Here's the introduction to a rather nice reader's story that Andrew Tobias put on his blog:
This past Christmas Day I was home cooking for my husband when I saw a news report about a grass roots organization operating here in Atlanta, the Global Soap Project. It was founded by a man named Derreck Kayongo. He and his family fled from Uganda during Idi Amin’s terror in the late 70’s. Derreck has since become successful. He was staying in a hotel when he saw a housekeeper throw away a bar of soap that had been used once. He saw an opportunity. The Global Soap Project has organized literally dozens of hotels, first in Atlanta, then around the country, to save those used bars of soap. They are shipped to a warehouse here, sanitized, and formed into new bars of soap. They are then shipped to refugee camps and to displaced people around the world.
It does sound like a useful and humanitarian idea, taking unused soap and repurposing it to help people unable to afford soap. And I was heartened to read that the Global Soap Project’s founder cares that he does not supply the black market, which he does by “only [using] volunteer organizations that he trusts, like Amnesty International”. Then I thought, I’d trust an organization like World Vision ... which has once again aroused the ire of some aid watchers by shipping 100,000 “wrong” Superbowl Winner T-shirts to poor countries as gifts-in-kind. The arguments against the T-shirts are simple: they’re not needed, they’re not cost-effective, and they can perpetuate dependence and stifle local economic initiatives.
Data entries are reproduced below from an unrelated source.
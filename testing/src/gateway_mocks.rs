//! Scripted payment gateway transport.

#![allow(clippy::unwrap_used)] // Test infrastructure uses unwrap for simplicity
#![allow(clippy::missing_panics_doc)]

use racepay_core::BoxFuture;
use racepay_core::gateway::{GatewayRequest, GatewayTransport, RawGatewayResponse, TransportError};
use std::collections::VecDeque;
use std::sync::Mutex;

/// One scripted reaction of the transport.
#[derive(Debug, Clone)]
pub enum Step {
    /// Return this HTTP response
    Respond(RawGatewayResponse),
    /// Fail without a response
    Fail(TransportError),
    /// Never answer (exercises caller timeouts)
    Hang,
}

impl Step {
    /// `200` approval echoing no reference (the sent one is used).
    #[must_use]
    pub fn approved() -> Self {
        Self::Respond(RawGatewayResponse::new(200, r#"{"status":"approved"}"#))
    }

    /// Non-2xx refusal carrying a provider code.
    #[must_use]
    pub fn rejected(status: u16, code: &str, message: &str) -> Self {
        let body = serde_json::json!({ "status": "rejected", "code": code, "message": message });
        Self::Respond(RawGatewayResponse::new(status, body.to_string()))
    }

    /// Raw response with an arbitrary body.
    #[must_use]
    pub fn raw(status: u16, body: &str) -> Self {
        Self::Respond(RawGatewayResponse::new(status, body))
    }
}

/// Gateway transport replaying a script of [`Step`]s.
///
/// Every request is recorded. Once the script runs out, calls fail with a
/// connection error.
#[derive(Debug, Default)]
pub struct ScriptedTransport {
    script: Mutex<VecDeque<Step>>,
    requests: Mutex<Vec<GatewayRequest>>,
}

impl ScriptedTransport {
    /// Transport replaying `steps` in order.
    #[must_use]
    pub fn new(steps: impl IntoIterator<Item = Step>) -> Self {
        Self {
            script: Mutex::new(steps.into_iter().collect()),
            requests: Mutex::new(Vec::new()),
        }
    }

    /// Requests received so far.
    #[must_use]
    pub fn requests(&self) -> Vec<GatewayRequest> {
        self.requests.lock().unwrap().clone()
    }

    /// Number of calls received.
    #[must_use]
    pub fn calls(&self) -> usize {
        self.requests.lock().unwrap().len()
    }
}

impl GatewayTransport for ScriptedTransport {
    fn send(
        &self,
        request: GatewayRequest,
    ) -> BoxFuture<'_, Result<RawGatewayResponse, TransportError>> {
        Box::pin(async move {
            self.requests.lock().unwrap().push(request);
            let step = self.script.lock().unwrap().pop_front();
            match step {
                Some(Step::Respond(response)) => Ok(response),
                Some(Step::Fail(error)) => Err(error),
                Some(Step::Hang) => std::future::pending().await,
                None => Err(TransportError::Connection("script exhausted".to_string())),
            }
        })
    }
}
//! # Racepay Core
//!
//! Core types and contracts for selling a strictly limited race slot inventory
//! through several payment channels.
//!
//! This crate has no I/O of its own. It defines:
//!
//! - **Domain types**: sizes, genders, inventory counters, registration groups,
//!   gateway attempts ([`types`])
//! - **Gateway contract**: the closed error taxonomy and the transport trait the
//!   payment adapter drives ([`gateway`])
//! - **Persistence contract**: the transactional store the ledger, orchestrator
//!   and sweeper write through ([`store`])
//! - **Message dispatch contract**: used by the confirmation notifier ([`dispatch`])
//! - **Environment**: injected clock and reference generation ([`environment`])
//!
//! ## Architecture Principles
//!
//! - Inventory counters are only written through the store's atomic operations
//! - Every external dependency sits behind a trait and is injected
//! - Traits used behind `Arc<dyn _>` return boxed futures to stay dyn-compatible

pub mod dispatch;
pub mod gateway;
pub mod store;
pub mod types;

// Re-export commonly used types
pub use chrono::{DateTime, Utc};
pub use serde::{Deserialize, Serialize};

use std::future::Future;
use std::pin::Pin;

/// Boxed, sendable future returned by dyn-compatible traits in this workspace.
pub type BoxFuture<'a, T> = Pin<Box<dyn Future<Output = T> + Send + 'a>>;

/// Environment module - Dependency injection traits
///
/// Time and reference generation are abstracted so that reservation windows,
/// expiry and gateway references are deterministic under test.
pub mod environment {
    use chrono::{DateTime, Utc};
    use uuid::Uuid;

    /// Clock trait - abstracts time operations for testability
    ///
    /// # Examples
    ///
    /// ```
    /// use racepay_core::environment::{Clock, SystemClock};
    ///
    /// let clock = SystemClock;
    /// let _now = clock.now();
    /// ```
    pub trait Clock: Send + Sync {
        /// Get the current time
        fn now(&self) -> DateTime<Utc>;
    }

    /// Production clock backed by the system time.
    #[derive(Debug, Clone, Copy, Default)]
    pub struct SystemClock;

    impl Clock for SystemClock {
        fn now(&self) -> DateTime<Utc> {
            Utc::now()
        }
    }

    /// Source of payment references.
    ///
    /// Every gateway call carries a reference that must never have been used
    /// before. Generators only propose candidates; uniqueness against recorded
    /// attempts is checked by the caller.
    pub trait ReferenceGenerator: Send + Sync {
        /// Propose a fresh reference.
        fn next_reference(&self) -> String;
    }

    /// Random reference generator (`RP` + 16 upper-case hex digits).
    #[derive(Debug, Clone, Copy, Default)]
    pub struct RandomReferenceGenerator;

    impl ReferenceGenerator for RandomReferenceGenerator {
        fn next_reference(&self) -> String {
            let simple = Uuid::new_v4().simple().to_string().to_uppercase();
            format!("RP{}", &simple[..16])
        }
    }
}

#[cfg(test)]
mod tests {
    use super::environment::{RandomReferenceGenerator, ReferenceGenerator};

    #[test]
    fn random_references_are_prefixed_and_distinct() {
        let generator = RandomReferenceGenerator;
        let first = generator.next_reference();
        let second = generator.next_reference();

        assert!(first.starts_with("RP"));
        assert_eq!(first.len(), 18);
        assert_ne!(first, second);
    }
}
impl InMemoryRegistrationStore {
    /// Create a new empty store
    #[must_use]
    pub fn new() -> Self {
        Self::default()
    }

    /// Make every call to `point` fail until [`Self::heal`].
    pub fn fail_always(&self, point: FailPoint) {
        self.failures.lock().unwrap().always.insert(point);
    }

    /// Make the next call to `point` fail.
    pub fn fail_once(&self, point: FailPoint) {
        self.failures.lock().unwrap().once.insert(point);
    }

    /// Clear every injected failure.
    pub fn heal(&self) {
        let mut failures = self.failures.lock().unwrap();
        failures.always.clear();
        failures.once.clear();
    }

    /// Current counters of one row.
    #[must_use]
    pub fn item(&self, key: InventoryKey) -> Option<InventoryItem> {
        self.state.lock().unwrap().items.get(&key).copied()
    }

    /// Snapshot of a group.
    #[must_use]
    pub fn group(&self, code: &GroupCode) -> Option<RegistrationGroup> {
        self.state.lock().unwrap().groups.get(code).cloned()
    }

    /// Snapshot of a hold.
    #[must_use]
    pub fn hold_state(&self, token: HoldToken) -> Option<HoldState> {
        self.state.lock().unwrap().holds.get(&token).map(|h| h.state)
    }

    /// Number of holds still in `held`.
    #[must_use]
    pub fn open_hold_count(&self) -> usize {
        self.state
            .lock()
            .unwrap()
            .holds
            .values()
            .filter(|h| h.state == HoldState::Held)
            .count()
    }

    /// Every recorded attempt, oldest first.
    #[must_use]
    pub fn all_attempts(&self) -> Vec<GatewayAttempt> {
        self.state.lock().unwrap().attempts.clone()
    }

    /// Number of stored groups.
    #[must_use]
    pub fn group_count(&self) -> usize {
        self.state.lock().unwrap().groups.len()
    }

    fn check(&self, point: FailPoint) -> Result<(), StoreError> {
        let mut failures = self.failures.lock().unwrap();
        if failures.always.contains(&point) || failures.once.remove(&point) {
            return Err(StoreError::Database(format!("injected failure at {point:?}")));
        }
        Ok(())
    }
}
While World Vision struggles to respond, I wondered whether the same might be true of soap. Is there a soap shortage in refugee camps and the like? I don’t know, although I imagine it saves the aid organisations money to be given free soap. Is it cost effective? Again, I don’t know, but I imagine it might be. Soap isn’t so hard to make, although some of the chemicals can be a mite dangerous. A mobile soap factory, that can go where soap is needed? Interesting idea. Does free soap stifle local entrepreneurial activities. I reckon it might do. See above.
What I like most about the Global Soap Project is that it takes a waste product and turns it into something useful and valuable. And I do hate it when I am staying at a hotel and yesterday’s open soap has been replaced by this morning’s struggle to open a new little package. Knowing that the old soap had gone to a new home might make that more bearable. One question. Is this part of the story really necessary?
To sanitize the soap, we scrape off the outside with a potato peeler.
Try Googling “soap transmission bacteria”. Not all that helpful. But there was [one study]
http://mbminc.com/system/resources/0000/0003/How_Safe_Is_Your_Soap.pdf1 that showed that washing with bacterially contaminated bulk soap “resulted in a 10-fold increase in the number of gram-negative bacteria ... on the hands of students and staff in an elementary school” and that “[h]ands washed with contaminated bulk soap transferred a significantly higher number of gram-negative bacteria to touched surfaces compared to hands washed with soap from a sealed refill”.
The study was by people from a manufacturer of sealed soap refill systems, which avoid the problem of bacterial contamination.
So I’m asking; could the Global Soap Project safely improve the output of its volunteers if they didn’t first have to peel the soap?